Local LLM applications face unique challenges when tasks extend beyond simple queries and responses. Analyzing hundreds of documents, generating comprehensive reports, processing entire codebases, or conducting multi-hour research requires architectures fundamentally different from chat interfaces. These long-running tasks introduce concerns about reliability, progress tracking, resource management, and graceful failure handling that quick queries never encounter. A system that works perfectly for 10-second interactions often fails catastrophically when a task takes 10 hours.
The complexity emerges from multiple fronts simultaneously. Hardware can fail mid-task. Memory usage accumulates over thousands of operations. Users need visibility into progress for tasks taking hours. Partial results must be preserved when failures inevitably occur. These aren’t minor implementation details—they’re architectural requirements that must be designed in from the start. Understanding how to build robust long-running task systems separates demos from production-ready local LLM applications.

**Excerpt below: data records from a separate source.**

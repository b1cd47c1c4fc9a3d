//! Persistence module
//!
//! JSON-file storage for user preferences.

mod preference_store;

pub use preference_store::JsonPreferenceStore;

Understanding Long-Running Task Characteristics
Long-running tasks differ qualitatively from interactive queries in ways that demand different architectural approaches.
What Makes a Task “Long-Running”
Duration defines the boundary. Tasks taking minutes to hours rather than seconds cross into long-running territory. A 3-second chat response is interactive. A 3-minute document analysis is transitional. A 3-hour codebase audit is definitively long-running.
The practical implications:
- User can’t wait for completion in a single session
- System must handle interruptions (user closes browser, network drops, computer sleeps)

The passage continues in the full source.